Saved data entries

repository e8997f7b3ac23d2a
mod partial_success ;

pub use partial_success::PartialSuccess ;
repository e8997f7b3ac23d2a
//! Plugin package discovery.
//!
//! A plugin package is a tar archive sitting directly inside the plugin directory.
//! Packages are recognised by file name alone; nothing is opened until the
//! [`PackageArchive`]( crate::PackageArchive ) stage.

use std::path::{ Path, PathBuf };
use std::sync::Arc ;
use pipe_trait::Pipe ;
use thiserror::Error ;



/// Identifies one candidate plugin package found during enumeration.
///
/// Cheap to clone; every [`CodeUnitRef`]( crate::CodeUnitRef ) extracted from the
/// package carries a copy.
#[derive( Debug, Clone, PartialEq, Eq, Hash )]
pub struct PackageRef {
	path: Arc<Path>,
	location: Arc<Path>,
}

impl PackageRef {

	/// Creates a reference to the package at `path`.
	///
	/// The resolvable location is the absolute form of `path`. If the current
	/// directory cannot be determined it falls back to `path` itself.
	pub fn new( path: impl Into<PathBuf> ) -> Self {
		let path: PathBuf = path.into();
		let location = std::path::absolute( &path ).unwrap_or_else(|_| path.clone() );
		Self { path: path.into(), location: location.into() }
	}

	/// The path the package was discovered under.
	#[inline] pub fn path( &self ) -> &Path { &self.path }

	/// Absolute location of the package, independent of the working directory.
	#[inline] pub fn location( &self ) -> &Path { &self.location }

}

impl std::fmt::Display for PackageRef {
	fn fmt( &self, f: &mut std::fmt::Formatter<'_> ) -> std::fmt::Result {
		write!( f, "{}", self.path.display() )
	}
}

/// The plugin directory could not be listed.
#[derive( Error, Debug )]
#[error( "Cannot read plugin directory {}: {source}", path.display() )]
pub struct DirectoryError {
	/// The directory that was requested.
	pub path: PathBuf,
	/// The underlying IO failure.
	#[source] pub source: std::io::Error,
}

/// Returns `true` if the entry's file name ends with `.{extension}`, ignoring case.
///
/// This is a name test only. The entry is not opened, so a directory named
/// `foo.wpk` passes and fails later when it is read as an archive.
///
/// ```
/// # use std::path::Path ;
/// use wasm_plugin_loader::is_plugin_package ;
///
/// assert!( is_plugin_package( Path::new( "plugins/Demo.WPK" ), "wpk" ));
/// assert!( !is_plugin_package( Path::new( "plugins/demo.wpk.txt" ), "wpk" ));
/// ```
pub fn is_plugin_package( entry: &Path, extension: &str ) -> bool {
	let Some( file_name ) = entry.file_name() else { return false };
	let file_name = file_name.to_string_lossy().to_lowercase();
	let suffix = format!( ".{}", extension.to_lowercase() );
	file_name.ends_with( &suffix )
}

/// Lists the packages directly inside `directory`.
///
/// Only immediate children are considered. Children whose directory entry
/// cannot be read are skipped. The result is sorted by file name so a single
/// run is deterministic, but nothing downstream relies on the order for
/// correctness.
///
/// # Errors
/// Returns [`DirectoryError`] if `directory` does not exist or cannot be read.
pub fn enumerate_packages( directory: &Path, extension: &str ) -> Result<Vec<PackageRef>, DirectoryError> {

	let entries = std::fs::read_dir( directory ).map_err(| source | DirectoryError {
		path: directory.to_path_buf(),
		source,
	})?;

	entries
		.filter_map(| entry | match entry {
			Ok( entry ) => Some( entry.path() ),
			Err( err ) => {
				tracing::debug!( directory = %directory.display(), error = %err, "Skipping unreadable directory entry" );
				None
			}
		})
		.filter(| path | is_plugin_package( path, extension ))
		.collect::<Vec<_>>()
		.pipe(| mut paths | { paths.sort(); paths })
		.into_iter()
		.map( PackageRef::new )
		.collect::<Vec<_>>()
		.pipe( Ok )

}
use axum::{
    Json,
    http::StatusCode,
    response::{IntoResponse, Response},
};
use serde_json::json;
use thiserror::Error;
use tracing::error;

#[derive(Error, Debug)]
pub enum AppError {
    #[error("{0}")]
    Validation(String),

    #[error("{0}")]
    Conflict(String),

    #[error("{0}")]
    NotFound(String),

    #[error("Database error: {0}")]
    Database(#[from] sqlx::Error),

    #[error("Recommendation request failed: {0}")]
    Recommender(#[from] reqwest::Error),

    #[error("Recommendation service is not configured")]
    RecommenderUnavailable,
}

impl IntoResponse for AppError {
    fn into_response(self) -> Response {
        // Infrastructure detail stays in the server log; clients get a
        // generic body.
        let (status, message) = match self {
            AppError::Validation(msg) => (StatusCode::BAD_REQUEST, msg),
            AppError::Conflict(msg) => (StatusCode::CONFLICT, msg),
            AppError::NotFound(msg) => (StatusCode::NOT_FOUND, msg),
            AppError::Database(e) => {
                error!("Database failure: {e}");
                (
                    StatusCode::INTERNAL_SERVER_ERROR,
                    "Internal Server Error".to_string(),
                )
            }
            AppError::Recommender(e) => {
                error!("Recommendation call failed: {e}");
                (
                    StatusCode::INTERNAL_SERVER_ERROR,
                    "The recommendation service is unavailable, please try again".to_string(),
                )
            }
            AppError::RecommenderUnavailable => {
                error!("Recommendation requested but no API key is configured");
                (
                    StatusCode::INTERNAL_SERVER_ERROR,
                    "The recommendation service is unavailable, please try again".to_string(),
                )
            }
        };

        (status, Json(json!({ "error": message }))).into_response()
    }
}
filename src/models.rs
use std::str::FromStr;

use serde::{Deserialize, Serialize};
use sqlx::FromRow;

use super::error::AppError;

/// One shelf entry. Owned by exactly one user; `(uid, name)` is unique.
#[derive(Debug, Clone, PartialEq, Serialize, FromRow)]
pub struct Book {
    pub id: i64,
    pub name: String,
    pub author: String,
    pub review: Option<String>,
    pub rating: Option<i64>,
    pub cover: Option<String>,
    pub category: Option<String>,
    #[sqlx(try_from = "String")]
    pub status: Status,
    pub uid: String,
}

/// Reading status. A closed set: anything else is rejected at the write
/// boundary. Transitions are not constrained, the frontend moves books
/// between shelves freely.
#[derive(Debug, Clone, Copy, PartialEq, Eq, Default, Serialize, Deserialize)]
pub enum Status {
    #[default]
    Reading,
    Completed,
    Upcoming,
}

impl Status {
    pub fn as_str(&self) -> &'static str {
        match self {
            Status::Reading => "Reading",
            Status::Completed => "Completed",
            Status::Upcoming => "Upcoming",
        }
    }
}

impl FromStr for Status {
    type Err = AppError;

    fn from_str(s: &str) -> Result<Self, Self::Err> {
        match s {
            "Reading" => Ok(Status::Reading),
            "Completed" => Ok(Status::Completed),
            "Upcoming" => Ok(Status::Upcoming),
            other => Err(AppError::Validation(format!("Unknown status: {other}"))),
        }
    }
}

impl TryFrom<String> for Status {
    type Error = AppError;

    fn try_from(value: String) -> Result<Self, Self::Error> {
        value.parse()
    }
}

/// Write body for both add and update. The cover identifiers only matter
/// on add; update never rewrites the stored cover.
#[derive(Debug, Default, Deserialize)]
#[serde(rename_all = "camelCase")]
pub struct BookPayload {
    pub name: String,
    pub author: String,
    #[serde(default)]
    pub review: Option<String>,
    #[serde(default)]
    pub rating: Option<i64>,
    #[serde(default)]
    pub category: Option<String>,
    #[serde(default)]
    pub status: Option<String>,
    #[serde(default)]
    pub key_type: Option<String>,
    #[serde(default)]
    pub key: Option<String>,
}

impl BookPayload {
    /// Field constraints for the write path. Resolves the status string,
    /// defaulting to [`Status::Reading`] when omitted.
    pub fn validate(&self) -> Result<Status, AppError> {
        if self.name.trim().is_empty() {
            return Err(AppError::Validation("Book name is required".into()));
        }
        if self.author.trim().is_empty() {
            return Err(AppError::Validation("Author is required".into()));
        }
        if let Some(rating) = self.rating {
            if !(0..=5).contains(&rating) {
                return Err(AppError::Validation(
                    "Rating must be between 0 and 5".into(),
                ));
            }
        }

        match &self.status {
            Some(status) => status.parse(),
            None => Ok(Status::Reading),
        }
    }

    /// Derived cover address, when both Open Library identifiers came with
    /// the payload.
    pub fn cover(&self) -> Option<String> {
        match (self.key_type.as_deref(), self.key.as_deref()) {
            (Some(key_type), Some(key)) if !key_type.is_empty() && !key.is_empty() => {
                Some(cover_url(key_type, key))
            }
            _ => None,
        }
    }
}

pub fn cover_url(key_type: &str, key: &str) -> String {
    format!("https://covers.openlibrary.org/b/{key_type}/{key}-M.jpg")
}
#[tokio::main]
async fn main() {
    bookie::start_server().await;
}
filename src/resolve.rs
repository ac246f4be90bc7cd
use serde::Serialize;
use thiserror::Error;
use tracing::{debug, warn};

use crate::browser::PageSession;
use crate::oracle::SelectorKind;

#[derive(Debug, Error)]
pub enum ResolveError {
    #[error("no element matches {kind} selector {value:?}")]
    NotFound { kind: SelectorKind, value: String },

    #[error("invalid {kind} selector {value:?}: {message}")]
    Syntax {
        kind: SelectorKind,
        value: String,
        message: String,
    },

    #[error("page query failed: {0}")]
    Page(String),
}

/// Non-fatal condition attached to an otherwise successful resolution.
#[derive(Debug, Clone, Copy, PartialEq, Eq, Serialize)]
pub enum ResolveWarning {
    /// The selector matched more than one element; the first in document
    /// order was used.
    AmbiguousMatch { matches: usize },
}

/// Rendered text read from the resolved element. Valid only for the current
/// page load.
#[derive(Debug, Clone)]
pub struct Resolved {
    pub text: String,
    pub warning: Option<ResolveWarning>,
}

/// Resolve a proposed locator against the live page and read the element's
/// rendered text.
///
/// Expects exactly one match. Zero matches fail; multiple matches succeed on
/// the first element but carry an [`ResolveWarning::AmbiguousMatch`] so the
/// caller sees the ambiguity instead of a silent guess.
pub async fn resolve<P: PageSession>(
    page: &P,
    kind: SelectorKind,
    value: &str,
) -> Result<Resolved, ResolveError> {
    let matches = page.query(kind, value).await?;

    let first = match matches.first() {
        Some(el) => el,
        None => {
            return Err(ResolveError::NotFound {
                kind,
                value: value.to_string(),
            })
        }
    };

    let warning = if matches.len() > 1 {
        warn!(
            "{} selector {:?} matched {} elements, using the first",
            kind,
            value,
            matches.len()
        );
        Some(ResolveWarning::AmbiguousMatch {
            matches: matches.len(),
        })
    } else {
        None
    };

    let text = page.text_of(first).await?;
    debug!("Resolved element text: {:?}", text);

    Ok(Resolved { text, warning })
}

// ── Tests ──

> _Task brief_
Return, exactly, the lines from the first line of the records above to the line containing "the plugin directory.", both included.

> _Reply_
repository e8997f7b3ac23d2a
mod partial_success ;

pub use partial_success::PartialSuccess ;
repository e8997f7b3ac23d2a
//! Plugin package discovery.
//!
//! A plugin package is a tar archive sitting directly inside the plugin directory.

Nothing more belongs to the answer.